Trout Unlimited Chapter Fishing Trip to Alaska
August 31 - September 7, 2008
A personal account
by Walter Kononenko
Our fishing trip to Alaska came about because of one man, Mike Wilson. For several years now, Mike has been talking
about a trip of a lifetime to Alaska.
In the past, Mike has organized and led yearly fishing trips out West (to the Rockies) for our Southeastern
Montgomery County Trout Unlimited Chapter. The year 2008 would be a milestone year for Mike, he would reach his 60th birthday.
What better way to celebrate for a hardened trout flyfisherman than to go to the best place in the world and that,
of course, would be Alaska. So with enthusiasm and determination, and lots of time spent researching for the best place,
type of trip and fishing available, Mike settled on Rainbow Point Lodge on Lake Iliamna in the southwestern part of Alaska.
Lake Iliamna is the 11th largest freshwater lake in North America and it flows out to the Pacific Ocean at Bristol Bay.
Bristol Bay is famous for its unique and tremendous salmon fishery; it's world renowned.
After many conversations with owners, Brad Hughes and Mark Higgens, Mike decided on Rainbow Point Lodge.
We were able to reserve the entire lodge for one week, the first week in September.
An equally enthusiastic group within our TU Chaper with similar ambitions and the realization that an
opportunity like this does not come along often made up the group. That is, a group of friends who fish together
and enjoy life and adventure chasing wild beautiful fish in equally beautiful wild places.
Seven of us went on this trip. It should also be mentioned that without the support and understanding of our wives and
family the Alaskan fishing trip would not have been possible for most of us. We wholeheartedly thank our wives for
their love, support, and understanding.
The TU Chapter members that made the trip were Mike Wilson, Al Kahoun, Dick McKinny, Mike Mulray, Tom Flannery,
Jorge Santiago-Aviles and me, Walter Kononenko.

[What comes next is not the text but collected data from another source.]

//! Best-effort interpretation of downloader diagnostics.
//!
//! yt-dlp reports failures as free-form text, so everything here is a substring
//! match against known messages. Treat the result as advisory.

use serde::Serialize;

use crate::{AudioToolError, SourceIssue};

/// Coarse reason a download did not produce a file
#[derive(Debug, Clone, Copy, PartialEq, Eq, Serialize)]
pub enum FailureKind {
    PrivateVideo,
    AgeRestricted,
    RegionBlocked,
    ToolMissing,
    InvalidInput,
    Unknown,
}

impl FailureKind {
    pub fn source_issue(&self) -> Option<SourceIssue> {
        match self {
            FailureKind::PrivateVideo => Some(SourceIssue::PrivateVideo),
            FailureKind::AgeRestricted => Some(SourceIssue::AgeRestricted),
            FailureKind::RegionBlocked => Some(SourceIssue::RegionBlocked),
            _ => None,
        }
    }

    /// Kind for an engine error
    pub fn of_error(error: &AudioToolError) -> Self {
        match error {
            AudioToolError::SourceUnavailable(SourceIssue::PrivateVideo) => FailureKind::PrivateVideo,
            AudioToolError::SourceUnavailable(SourceIssue::AgeRestricted) => FailureKind::AgeRestricted,
            AudioToolError::SourceUnavailable(SourceIssue::RegionBlocked) => FailureKind::RegionBlocked,
            AudioToolError::ToolNotFound { .. } => FailureKind::ToolMissing,
            AudioToolError::InvalidInput(_) => FailureKind::InvalidInput,
            AudioToolError::SubprocessFailure { stderr, .. } => classify(stderr),
            _ => FailureKind::Unknown,
        }
    }
}

impl std::fmt::Display for FailureKind {
    fn fmt(&self, f: &mut std::fmt::Formatter<'_>) -> std::fmt::Result {
        let text = match self {
            FailureKind::PrivateVideo => "private video",
            FailureKind::AgeRestricted => "age-restricted",
            FailureKind::RegionBlocked => "not available in this region",
            FailureKind::ToolMissing => "downloader missing",
            FailureKind::InvalidInput => "invalid input",
            FailureKind::Unknown => "download failed",
        };
        f.write_str(text)
    }
}

/// Diagnostic substring and the failure it indicates. The first match wins,
/// so more specific messages come before generic ones.
pub const RULES: &[(&str, FailureKind)] = &[
    ("private video", FailureKind::PrivateVideo),
    ("video is private", FailureKind::PrivateVideo),
    ("confirm your age", FailureKind::AgeRestricted),
    ("age-restricted", FailureKind::AgeRestricted),
    ("age restricted", FailureKind::AgeRestricted),
    ("inappropriate for some users", FailureKind::AgeRestricted),
    ("not available in your country", FailureKind::RegionBlocked),
    ("not made this video available in your country", FailureKind::RegionBlocked),
    ("geo restricted", FailureKind::RegionBlocked),
    ("geo-restricted", FailureKind::RegionBlocked),
    ("not available", FailureKind::RegionBlocked),
    ("command not found", FailureKind::ToolMissing),
    ("no such file or directory: 'yt-dlp'", FailureKind::ToolMissing),
];

/// Signatures of yt-dlp's audio extraction failing because ffmpeg/ffprobe is absent
pub const EXTRACTION_FAILURE_SIGNATURES: &[&str] = &[
    "ffprobe",
    "ffmpeg not found",
    "postprocessing",
];

pub fn classify(diagnostics: &str) -> FailureKind {
    let text = diagnostics.to_lowercase();
    RULES
        .iter()
        .find(|(needle, _)| text.contains(needle))
        .map(|(_, kind)| *kind)
        .unwrap_or(FailureKind::Unknown)
}

/// Whether a failed extraction attempt should be retried without re-encoding.
/// Only the missing-transcoder signatures qualify so real failures are not masked.
pub fn is_extraction_failure(diagnostics: &str) -> bool {
    let text = diagnostics.to_lowercase();
    EXTRACTION_FAILURE_SIGNATURES
        .iter()
        .any(|signature| text.contains(signature))
}

/// Typed error for a failed downloader run
pub fn failure_error(kind: FailureKind, subprocess: AudioToolError) -> AudioToolError {
    match kind {
        FailureKind::ToolMissing => AudioToolError::ToolNotFound {
            tool: "yt-dlp".to_string(),
        },
        other => match other.source_issue() {
            Some(issue) => AudioToolError::SourceUnavailable(issue),
            None => subprocess,
        },
    }
}
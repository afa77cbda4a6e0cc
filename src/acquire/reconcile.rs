//! Working out which file a downloader run produced by diffing the directory.

use std::collections::BTreeSet;
use std::path::Path;

use crate::utils::extension_of;
use crate::Result;

/// Extensions a download can plausibly end up with
pub const AUDIO_EXTENSIONS: &[&str] = &["mp3", "m4a", "webm", "opus", "wav", "flac", "aac", "ogg"];

/// How much of the title has to appear in a file name to count as already downloaded
const TITLE_MATCH_CHARS: usize = 50;

/// File names present in a directory at one point in time
#[derive(Debug, Clone, Default, PartialEq, Eq)]
pub struct DirSnapshot {
    names: BTreeSet<String>,
}

impl DirSnapshot {
    pub fn capture(dir: &Path) -> Result<Self> {
        let mut names = BTreeSet::new();
        for entry in fs_err::read_dir(dir)? {
            let entry = entry?;
            names.insert(entry.file_name().to_string_lossy().into_owned());
        }
        Ok(Self { names })
    }

    /// Names present now but not in `before`, sorted
    pub fn added_since<'a>(&'a self, before: &'a DirSnapshot) -> impl Iterator<Item = &'a str> {
        self.names.difference(&before.names).map(String::as_str)
    }

    pub fn names(&self) -> impl Iterator<Item = &str> {
        self.names.iter().map(String::as_str)
    }
}

impl<S: Into<String>> FromIterator<S> for DirSnapshot {
    fn from_iter<I: IntoIterator<Item = S>>(iter: I) -> Self {
        Self {
            names: iter.into_iter().map(Into::into).collect(),
        }
    }
}

pub fn is_audio_file(name: &str) -> bool {
    extension_of(name).is_some_and(|ext| AUDIO_EXTENSIONS.contains(&ext.as_str()))
}

/// First new audio file that appeared between the two snapshots
pub fn find_new_audio(before: &DirSnapshot, after: &DirSnapshot) -> Option<String> {
    after
        .added_since(before)
        .find(|name| is_audio_file(name))
        .map(str::to_string)
}

/// yt-dlp exits cleanly without writing anything when the target already exists.
/// Recover by looking for an audio file whose name contains the start of the title.
///
/// The title is compared as reported by `--get-title`. yt-dlp rewrites characters
/// such as `:`, `|` and `?` to full-width look-alikes when filling `%(title)s`, so
/// titles containing them never match and the download reports the file as missing.
pub fn find_already_downloaded(title: &str, after: &DirSnapshot) -> Option<String> {
    let needle: String = title.trim().chars().take(TITLE_MATCH_CHARS).collect();
    if needle.is_empty() {
        return None;
    }
    after
        .names()
        .find(|name| name.contains(needle.as_str()) && is_audio_file(name))
        .map(str::to_string)
}

#[cfg(test)]
mod tests {
    use super::*;

    #[test]
    fn test_new_audio_file_is_found() {
        let before: DirSnapshot = ["old.mp3", "notes.txt"].into_iter().collect();
        let after: DirSnapshot = ["old.mp3", "notes.txt", "cover.jpg", "New Song.mp3"]
            .into_iter()
            .collect();
        assert_eq!(find_new_audio(&before, &after).as_deref(), Some("New Song.mp3"));
    }

    #[test]
    fn test_non_audio_additions_are_ignored() {
        let before = DirSnapshot::default();
        let after: DirSnapshot = ["clip.mp4", "thumb.webp", "x.part"].into_iter().collect();
        assert_eq!(find_new_audio(&before, &after), None);
    }

    #[test]
    fn test_already_downloaded_matches_title_prefix() {
        let after: DirSnapshot = ["Some Other.mp3", "My Great Song (Official Video).m4a"]
            .into_iter()
            .collect();
        assert_eq!(
            find_already_downloaded("My Great Song (Official Video)", &after).as_deref(),
            Some("My Great Song (Official Video).m4a")
        );
    }

    #[test]
    fn test_already_downloaded_uses_only_first_fifty_chars() {
        let title = format!("{}{}", "x".repeat(50), " and a long tail yt-dlp trimmed");
        let after: DirSnapshot = [format!("{}.opus", "x".repeat(50))].into_iter().collect();
        assert!(find_already_downloaded(&title, &after).is_some());
    }

    #[test]
    fn test_already_downloaded_misses_rewritten_punctuation() {
        let after: DirSnapshot = ["Live\u{ff1a} The Set.mp3"].into_iter().collect();
        assert_eq!(find_already_downloaded("Live: The Set", &after), None);
        assert!(find_already_downloaded("Live", &after).is_some());
    }

    #[test]
    fn test_already_downloaded_requires_audio_extension() {
        let after: DirSnapshot = ["My Song.mp4", "My Song.txt"].into_iter().collect();
        assert_eq!(find_already_downloaded("My Song", &after), None);
        assert_eq!(find_already_downloaded("   ", &after), None);
    }

    #[test]
    fn test_capture_lists_directory() {
        let dir = tempfile::tempdir().unwrap();
        fs_err::write(dir.path().join("a.mp3"), b"").unwrap();
        fs_err::write(dir.path().join(".hidden"), b"").unwrap();

        let snapshot = DirSnapshot::capture(dir.path()).unwrap();
        assert_eq!(snapshot.names().collect::<Vec<_>>(), [".hidden", "a.mp3"]);
    }
}
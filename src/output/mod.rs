//! Rendering command results for the terminal.

use anyhow::Result;
use console::style;
use indicatif::{ProgressBar, ProgressStyle};
use serde::Serialize;
use std::time::Duration;

use crate::acquire::ClipBatchReport;
use crate::cli::OutputFormat;
use crate::library::MediaAsset;
use crate::tools::ToolStatus;
use crate::transcode::TranscodeOutput;
use crate::utils::{format_duration, format_file_size};

/// Spinner for a long-running step; hidden when `quiet` is set
pub fn spinner(message: impl Into<String>, quiet: bool) -> ProgressBar {
    if quiet {
        return ProgressBar::hidden();
    }
    let progress = ProgressBar::new_spinner();
    progress.set_style(
        ProgressStyle::with_template("{spinner:.green} [{elapsed_precise}] {msg}")
            .unwrap_or_else(|_| ProgressStyle::default_spinner()),
    );
    progress.set_message(message.into());
    progress.enable_steady_tick(Duration::from_millis(120));
    progress
}

pub fn to_json<T: Serialize + ?Sized>(value: &T) -> Result<String> {
    Ok(serde_json::to_string_pretty(value)?)
}

/// Print `value` as JSON, or the text rendering otherwise
pub fn emit<T, F>(value: &T, format: OutputFormat, render_text: F) -> Result<()>
where
    T: Serialize + ?Sized,
    F: FnOnce(&T) -> String,
{
    let content = match format {
        OutputFormat::Json => to_json(value)?,
        OutputFormat::Text => render_text(value),
    };
    println!("{}", content);
    Ok(())
}

pub fn render_assets(assets: &[MediaAsset]) -> String {
    if assets.is_empty() {
        return "No media files found".to_string();
    }
    let width = assets.iter().map(|a| a.name.chars().count()).max().unwrap_or(0);
    assets
        .iter()
        .map(|asset| {
            let duration = if asset.duration_seconds > 0.0 {
                format_duration(asset.duration_seconds)
            } else {
                "unknown".to_string()
            };
            format!(
                "{:<width$}  {:>10}  {}",
                asset.name,
                format_file_size(asset.size_bytes),
                duration,
                width = width
            )
        })
        .collect::<Vec<_>>()
        .join("\n")
}

pub fn render_transcode(output: &TranscodeOutput) -> String {
    match output {
        TranscodeOutput::Single { path } => format!("{} {}", style("Wrote").green(), path.display()),
        TranscodeOutput::Segmented { segments, .. } => {
            let mut lines = vec![format!("{} {} segments", style("Wrote").green(), segments.len())];
            lines.extend(segments.iter().map(|p| format!("  {}", p.display())));
            lines.join("\n")
        }
    }
}

pub fn render_clip_report(report: &ClipBatchReport) -> String {
    let mut lines = Vec::with_capacity(report.outcomes.len() + 1);
    for (index, outcome) in report.outcomes.iter().enumerate() {
        let line = match (&outcome.produced_file, outcome.error) {
            (Some(file), _) => format!("{} clip {}: {}", style("✓").green(), index + 1, file),
            (None, Some(kind)) => format!("{} clip {}: {}", style("✗").red(), index + 1, kind),
            (None, None) => format!("{} clip {}: no file", style("✗").red(), index + 1),
        };
        lines.push(line);
    }
    lines.push(format!("{} processed, {} failed", report.processed, report.failed));
    lines.join("\n")
}

pub fn render_tool_statuses(statuses: &[ToolStatus]) -> String {
    statuses
        .iter()
        .map(|status| match &status.version {
            Some(version) => format!("{} {:<8} {}", style("✓").green(), status.name, version),
            None => format!(
                "{} {:<8} not found at {}",
                style("✗").red(),
                status.name,
                status.path.display()
            ),
        })
        .collect::<Vec<_>>()
        .join("\n")
}
use std::path::{Path, PathBuf};

/// Finds the executable for one external tool.
///
/// Candidates are checked in order and the first one present on disk wins.
/// When none exist the bare tool name is returned so the OS resolves it
/// through `PATH` at spawn time. A missing tool is not an error here; it shows
/// up later as [`crate::AudioToolError::ToolNotFound`] when the spawn fails.
#[derive(Debug, Clone)]
pub struct ToolLocator {
    name: &'static str,
    candidates: Vec<PathBuf>,
}

impl ToolLocator {
    pub fn new(name: &'static str, candidates: Vec<PathBuf>) -> Self {
        Self { name, candidates }
    }

    /// Locator with the usual install locations for `name`, optionally preceded
    /// by an explicit path from the configuration.
    pub fn with_defaults(name: &'static str, explicit: Option<&Path>) -> Self {
        let mut candidates = Vec::new();
        if let Some(path) = explicit {
            candidates.push(path.to_path_buf());
        }
        candidates.extend(default_candidates(name));
        Self::new(name, candidates)
    }

    pub fn resolve(&self) -> PathBuf {
        self.candidates
            .iter()
            .find(|candidate| candidate.is_file())
            .cloned()
            .unwrap_or_else(|| PathBuf::from(self.name))
    }
}

fn default_candidates(name: &str) -> Vec<PathBuf> {
    let mut candidates = Vec::new();

    if let Some(home) = dirs::home_dir() {
        candidates.push(home.join(".local").join("bin").join(name));
        candidates.push(home.join(".pyenv").join("shims").join(name));
    }

    if cfg!(target_os = "windows") {
        let exe = format!("{name}.exe");
        candidates.push(PathBuf::from("C:\\ffmpeg\\bin").join(&exe));
        candidates.push(PathBuf::from("C:\\Program Files\\yt-dlp").join(&exe));
    } else {
        candidates.push(PathBuf::from("/opt/homebrew/bin").join(name));
        candidates.push(PathBuf::from("/usr/local/bin").join(name));
        candidates.push(PathBuf::from("/usr/bin").join(name));
    }

    candidates
}

#[cfg(test)]
mod tests {
    use super::*;

    #[test]
    fn test_first_existing_candidate_wins() {
        let dir = tempfile::tempdir().unwrap();
        let missing = dir.path().join("missing").join("yt-dlp");
        let second = dir.path().join("second");
        let third = dir.path().join("third");
        fs_err::write(&second, b"").unwrap();
        fs_err::write(&third, b"").unwrap();

        let locator = ToolLocator::new("yt-dlp", vec![missing, second.clone(), third]);
        assert_eq!(locator.resolve(), second);
    }

    #[test]
    fn test_falls_back_to_bare_name() {
        let dir = tempfile::tempdir().unwrap();
        let locator = ToolLocator::new("ffmpeg", vec![dir.path().join("nope")]);
        assert_eq!(locator.resolve(), PathBuf::from("ffmpeg"));
    }

    #[test]
    fn test_directories_are_not_executables() {
        let dir = tempfile::tempdir().unwrap();
        let locator = ToolLocator::new("ffprobe", vec![dir.path().to_path_buf()]);
        assert_eq!(locator.resolve(), PathBuf::from("ffprobe"));
    }

    #[test]
    fn test_explicit_path_is_tried_first() {
        let dir = tempfile::tempdir().unwrap();
        let explicit = dir.path().join("my-ytdlp");
        fs_err::write(&explicit, b"").unwrap();

        let locator = ToolLocator::with_defaults("yt-dlp", Some(&explicit));
        assert_eq!(locator.resolve(), explicit);
    }
}
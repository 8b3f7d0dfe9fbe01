//! Ports - Interfaces for external dependencies.
//!
//! Following hexagonal architecture, ports define the contracts between
//! the gateway domain and the outside world. Adapters implement these ports.
//!
//! - `CallbackDispatcher` - Outbound merchant callback delivery
//! - `ReferenceGenerator` - Random gateway references
//! - `Clock` - Current UTC time
//! - `FieldCatalog` - Field metadata for the signature calculator

mod callback_dispatcher;
mod clock;
mod field_catalog;
mod reference_generator;

pub use callback_dispatcher::{CallbackDispatcher, CallbackFailure, DeliveryOutcome};
pub use clock::Clock;
pub use field_catalog::FieldCatalog;
pub use reference_generator::ReferenceGenerator;
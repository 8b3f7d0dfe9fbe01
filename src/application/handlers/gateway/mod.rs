//! Gateway handlers - one per simulated endpoint.

mod calculate_signature;
mod capture_payment;
mod check_signature;
mod execute_action;
mod refund_payment;

pub use calculate_signature::{
    CalculateSignatureCommand, CalculateSignatureHandler, CalculateSignatureResult,
};
pub use capture_payment::{CapturePaymentCommand, CapturePaymentHandler};
pub use check_signature::CheckSignatureHandler;
pub use execute_action::{
    ExecuteActionCommand, ExecuteActionHandler, ExecuteActionResult, ExecuteResolution,
};
pub use refund_payment::{RefundPaymentCommand, RefundPaymentHandler};
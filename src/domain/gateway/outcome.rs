//! Execute outcomes - synthetic signed payloads for simulated transactions.

use std::fmt;

use chrono::{DateTime, SecondsFormat, Utc};
use serde::{Deserialize, Serialize};
use serde_json::Value;

use super::field_set::{FieldSet, SIGNATURE_FIELD};
use super::signing::{sign, SigningKey};

/// Inbound fields echoed verbatim into every outcome payload.
pub const ECHOED_FIELDS: [&str; 5] = [
    "x_account_id",
    "x_reference",
    "x_currency",
    "x_test",
    "x_amount",
];

pub const RESULT_FIELD: &str = "x_result";
pub const GATEWAY_REFERENCE_FIELD: &str = "x_gateway_reference";
pub const TIMESTAMP_FIELD: &str = "x_timestamp";
pub const MESSAGE_FIELD: &str = "x_message";

/// Message attached to `failed` outcomes.
pub const FAILURE_MESSAGE: &str = "This is a custom error message.";

/// Outcome code chosen by the caller of an execute action.
///
/// The set is open: any token is accepted and echoed as `x_result`. Only
/// `failed` changes the payload shape.
#[derive(Debug, Clone, PartialEq, Eq, Hash, Serialize, Deserialize)]
#[serde(transparent)]
pub struct ExecuteResult(String);

impl ExecuteResult {
    pub const SUCCESS: &'static str = "success";
    pub const FAILED: &'static str = "failed";

    pub fn new(token: impl Into<String>) -> Self {
        Self(token.into())
    }

    pub fn as_str(&self) -> &str {
        &self.0
    }

    pub fn is_failed(&self) -> bool {
        self.0 == Self::FAILED
    }
}

impl fmt::Display for ExecuteResult {
    fn fmt(&self, f: &mut fmt::Formatter<'_>) -> fmt::Result {
        f.write_str(&self.0)
    }
}

/// Formats a UTC instant the way the gateway reports timestamps,
/// e.g. `2024-01-01T12:00:00Z`.
pub fn format_timestamp(at: DateTime<Utc>) -> String {
    at.to_rfc3339_opts(SecondsFormat::Secs, true)
}

/// Signed field set produced for an execute action.
#[derive(Debug, Clone, PartialEq, Serialize)]
#[serde(transparent)]
pub struct OutcomePayload {
    fields: FieldSet,
}

impl OutcomePayload {
    /// Assembles and signs an outcome payload.
    ///
    /// Field order is fixed: echoed fields, `x_result`,
    /// `x_gateway_reference`, `x_timestamp`, `x_message` (failed only), then
    /// `x_signature` over everything before it. Echoed fields missing from the
    /// input are carried as `null`.
    pub fn build(
        action: &ExecuteResult,
        inbound: &FieldSet,
        gateway_reference: &str,
        timestamp: &str,
        key: &SigningKey,
    ) -> Self {
        let mut fields = FieldSet::new();
        for name in ECHOED_FIELDS {
            fields.insert(name, inbound.get(name).cloned().unwrap_or(Value::Null));
        }
        fields.insert(RESULT_FIELD, action.as_str());
        fields.insert(GATEWAY_REFERENCE_FIELD, gateway_reference);
        fields.insert(TIMESTAMP_FIELD, timestamp);
        if action.is_failed() {
            fields.insert(MESSAGE_FIELD, FAILURE_MESSAGE);
        }

        let signature = sign(&fields, key);
        fields.insert(SIGNATURE_FIELD, signature.into_string());

        Self { fields }
    }

    pub fn fields(&self) -> &FieldSet {
        &self.fields
    }

    pub fn result(&self) -> Option<String> {
        self.fields.text(RESULT_FIELD)
    }

    pub fn gateway_reference(&self) -> Option<String> {
        self.fields.text(GATEWAY_REFERENCE_FIELD)
    }

    pub fn timestamp(&self) -> Option<String> {
        self.fields.text(TIMESTAMP_FIELD)
    }

    pub fn message(&self) -> Option<String> {
        self.fields.text(MESSAGE_FIELD)
    }

    pub fn signature(&self) -> Option<String> {
        self.fields.text(SIGNATURE_FIELD)
    }
}
//! Response DTOs for the gateway endpoints.

use serde::Serialize;
use serde_json::Value;

use crate::domain::gateway::FieldSet;
use crate::ports::CallbackFailure;

/// Standard error response for API errors.
#[derive(Debug, Clone, Serialize)]
pub struct ErrorResponse {
    /// Error code for programmatic handling.
    pub error_code: String,
    /// Human-readable error message.
    pub message: String,
}

impl ErrorResponse {
    pub fn new(error_code: impl Into<String>, message: impl Into<String>) -> Self {
        Self {
            error_code: error_code.into(),
            message: message.into(),
        }
    }
}

/// Wire-compatible rejection body for failed signature checks.
#[derive(Debug, Clone, Serialize)]
pub struct SignatureFailureResponse {
    pub x_status: &'static str,
    pub x_error_message: &'static str,
}

impl Default for SignatureFailureResponse {
    fn default() -> Self {
        Self {
            x_status: "failed",
            x_error_message: "Invalid signature",
        }
    }
}

/// GET / - what a tester needs to start signing requests.
#[derive(Debug, Clone, Serialize)]
pub struct GatewayInfoResponse {
    pub key: String,
    pub field_prefix: &'static str,
    pub signature_field: &'static str,
}

/// POST / and /incontext - signature verdict for the payment page stand-ins.
#[derive(Debug, Clone, Serialize)]
pub struct SignatureCheckResponse {
    pub signature_ok: bool,
    pub fields: FieldSet,
}

/// GET /calculator
#[derive(Debug, Clone, Serialize)]
pub struct CalculatorResponse {
    pub signature: String,
    pub fields: FieldSet,
    pub request_fields: Option<Value>,
    pub response_fields: Option<Value>,
}

/// POST /execute/:action - exactly one of `redirect` and `error` is set.
#[derive(Debug, Clone, Serialize)]
pub struct ExecuteResponse {
    pub timestamp: String,
    #[serde(skip_serializing_if = "Option::is_none")]
    pub redirect: Option<String>,
    #[serde(skip_serializing_if = "Option::is_none")]
    pub error: Option<CallbackFailure>,
}

#[cfg(test)]
mod tests {
    use super::*;
    use serde_json::json;

    #[test]
    fn signature_failure_body_is_exact() {
        let json = serde_json::to_string(&SignatureFailureResponse::default()).unwrap();
        assert_eq!(json, r#"{"x_status":"failed","x_error_message":"Invalid signature"}"#);
    }

    #[test]
    fn execute_response_omits_unset_branch() {
        let redirect = ExecuteResponse {
            timestamp: "2024-01-01T12:00:00Z".to_string(),
            redirect: Some("https://merchant.example/cancel?x_result=success".to_string()),
            error: None,
        };
        assert_eq!(
            serde_json::to_value(&redirect).unwrap(),
            json!({
                "timestamp": "2024-01-01T12:00:00Z",
                "redirect": "https://merchant.example/cancel?x_result=success"
            })
        );

        let failed = ExecuteResponse {
            timestamp: "2024-01-01T12:00:00Z".to_string(),
            redirect: None,
            error: Some(CallbackFailure::from_response(502, "bad gateway")),
        };
        assert_eq!(
            serde_json::to_value(&failed).unwrap(),
            json!({
                "timestamp": "2024-01-01T12:00:00Z",
                "error": {"status": 502, "body": "bad gateway"}
            })
        );
    }
}
//! Callback delivery configuration

use std::time::Duration;

use serde::Deserialize;

use super::error::ValidationError;
use crate::adapters::callback::HttpCallbackConfig;

/// Outbound merchant callback configuration
#[derive(Debug, Clone, Deserialize)]
pub struct CallbackConfig {
    /// Upper bound for one callback attempt, in seconds
    #[serde(default = "default_timeout_secs")]
    pub timeout_secs: u64,

    /// User-Agent header sent to merchants
    #[serde(default = "default_user_agent")]
    pub user_agent: String,
}

impl CallbackConfig {
    pub fn timeout(&self) -> Duration {
        Duration::from_secs(self.timeout_secs)
    }

    /// Settings for the HTTP dispatcher adapter
    pub fn http_config(&self) -> HttpCallbackConfig {
        HttpCallbackConfig::default()
            .with_timeout(self.timeout())
            .with_user_agent(self.user_agent.clone())
    }

    /// Validate callback configuration
    pub fn validate(&self) -> Result<(), ValidationError> {
        if self.timeout_secs == 0 || self.timeout_secs > 120 {
            return Err(ValidationError::InvalidCallbackTimeout);
        }
        Ok(())
    }
}

impl Default for CallbackConfig {
    fn default() -> Self {
        Self {
            timeout_secs: default_timeout_secs(),
            user_agent: default_user_agent(),
        }
    }
}

fn default_timeout_secs() -> u64 {
    10
}

fn default_user_agent() -> String {
    concat!("offsite-gateway-sim/", env!("CARGO_PKG_VERSION")).to_string()
}

#[cfg(test)]
mod tests {
    use super::*;

    #[test]
    fn test_defaults() {
        let config = CallbackConfig::default();
        assert_eq!(config.timeout(), Duration::from_secs(10));
        assert!(config.validate().is_ok());
    }

    #[test]
    fn test_validation_timeout_bounds() {
        for timeout_secs in [0, 121] {
            let config = CallbackConfig {
                timeout_secs,
                ..Default::default()
            };
            assert!(config.validate().is_err());
        }
    }

    #[test]
    fn test_http_config_carries_settings() {
        let config = CallbackConfig {
            timeout_secs: 3,
            user_agent: "merchant-tests".to_string(),
        };
        let http = config.http_config();
        assert_eq!(http.timeout, Duration::from_secs(3));
        assert_eq!(http.user_agent, "merchant-tests");
    }
}
//! Application configuration module
//!
//! This module provides type-safe configuration loading from environment variables
//! using the `config` and `dotenvy` crates. Configuration is loaded with the
//! `OFFSITE_GATEWAY` prefix and nested values use double underscores as separators.
//!
//! Every section has defaults, so the simulator starts with an empty environment
//! and signs with the well-known development key.
//!
//! # Example
//!
//! ```no_run
//! use offsite_gateway_sim::config::AppConfig;
//!
//! let config = AppConfig::load().expect("Failed to load configuration");
//! config.validate().expect("Invalid configuration");
//!
//! println!("Server running on {}", config.server.socket_addr().unwrap());
//! ```

mod callback;
mod error;
mod gateway;
mod server;

pub use callback::CallbackConfig;
pub use error::{ConfigError, ValidationError};
pub use gateway::{GatewayConfig, DEFAULT_SIGNING_KEY};
pub use server::{Environment, ServerConfig};

use serde::Deserialize;

/// Root application configuration
#[derive(Debug, Clone, Default, Deserialize)]
pub struct AppConfig {
    /// Server configuration (host, port, environment, base path)
    #[serde(default)]
    pub server: ServerConfig,

    /// Gateway protocol configuration (signing key, field catalog)
    #[serde(default)]
    pub gateway: GatewayConfig,

    /// Merchant callback delivery configuration
    #[serde(default)]
    pub callback: CallbackConfig,
}

impl AppConfig {
    /// Load configuration from environment variables
    ///
    /// This function:
    /// 1. Loads `.env` file if present (for development)
    /// 2. Reads environment variables with `OFFSITE_GATEWAY` prefix
    /// 3. Uses `__` (double underscore) to separate nested values
    /// 4. Deserializes into typed configuration structs
    ///
    /// # Environment Variable Format
    ///
    /// - `OFFSITE_GATEWAY__SERVER__PORT=8080` -> `server.port = 8080`
    /// - `OFFSITE_GATEWAY__GATEWAY__SIGNING_KEY=...` -> `gateway.signing_key = ...`
    /// - `OFFSITE_GATEWAY__CALLBACK__TIMEOUT_SECS=5` -> `callback.timeout_secs = 5`
    ///
    /// # Errors
    ///
    /// Returns `ConfigError` if values cannot be parsed into expected types.
    pub fn load() -> Result<Self, ConfigError> {
        // Load .env file if present (development)
        dotenvy::dotenv().ok();

        let config = config::Config::builder()
            .add_source(
                config::Environment::default()
                    .prefix("OFFSITE_GATEWAY")
                    .separator("__"),
            )
            .build()?
            .try_deserialize()?;

        Ok(config)
    }

    /// Validate all configuration values
    ///
    /// The callback timeout must be strictly shorter than the request
    /// timeout so execute always answers with its own envelope.
    ///
    /// # Errors
    ///
    /// Returns `ValidationError` if any configuration value is invalid.
    pub fn validate(&self) -> Result<(), ValidationError> {
        self.server.validate()?;
        self.gateway.validate()?;
        self.callback.validate()?;

        if self.callback.timeout_secs >= self.server.request_timeout_secs {
            return Err(ValidationError::CallbackOutlastsRequest {
                callback_secs: self.callback.timeout_secs,
                request_secs: self.server.request_timeout_secs,
            });
        }
        Ok(())
    }

    /// Check if running in production environment
    pub fn is_production(&self) -> bool {
        self.server.is_production()
    }
}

It should be noted that this trip was to coincide with the sockeye salmon spawning season and would be mainly to
catch the wild Alaskan rainbow trout. The State of Alaska protects these fish and they along with the arctic char
and dolly vardens are all under catch-and-release regulations. The salmon were not under these regulations, but
because of the late spawning of the sockeye salmon, their quality was not suitable for eating. So the bottom line
would be that we would have a wonderful fishing experience catching the world famous rainbow trout and sockeye salmon,
stay at the perfect lodge, fly in floatplanes over spectacular country, raft down fish-filled rivers, see grizzlies and
eagles, and experience wild Alaska at its best. But, we would not bring any fish home from the trip. The trip was
an unquestionable success because of these reasons and the camaraderie of our group and the first class people at
the lodge. What a trip! This indeed was a trip of a lifetime.
Sunday, August 31, 2008
The trip started with everyone getting to the Philadelphia International Airport early
in the morning (4:30 AM) and on time.
We flew United Airlines to Anchorage with a stopover and plane change at O'Hare Airport.
Both flights went smoothly. The flying times were about 2 hours to Chicago and 6 additional hours to Anchorage.
The most memorable sight was flying over the mountains and seeing the rivers of glaciers before landing in Anchorage.
All luggage arrived safely at the luggage ramp and we were greeted by a striking image of a grizzly.
I brought along my Garmin GPS and noted that my house in Pennsylvania was 3367 miles from the Puffin Inn in Anchorage.
We checked out of the Puffin Inn and took 2 taxis over to Iliamna Air Taxi building at the Anchorage Airport.
The Iliamna Air Taxi's plane was a Pilatus A20, an 8 passenger modern flying machine.
We took a group photo in front of the plane.
Our destination on this leg was the village of Iliamna, which is located on the north
shore of Lake Iliamna near the Newhaven River. The clouds were heavy and we did not see much flying to Iliamna.
The flight took 45 minutes.
After landing and gathering our luggage, a pickup truck took us to a small lake next to the Iliamna airport.
On the shore we boarded two floatplanes, one, the larger one, a De Havilland Beaver, and the other a Cessna 206.
The Beaver is part of the Iliamna Air Taxi fleet and the Cessna belongs to the Rainbow Point Lodge and was piloted by
Brad Hughes, one of the owners of the lodge.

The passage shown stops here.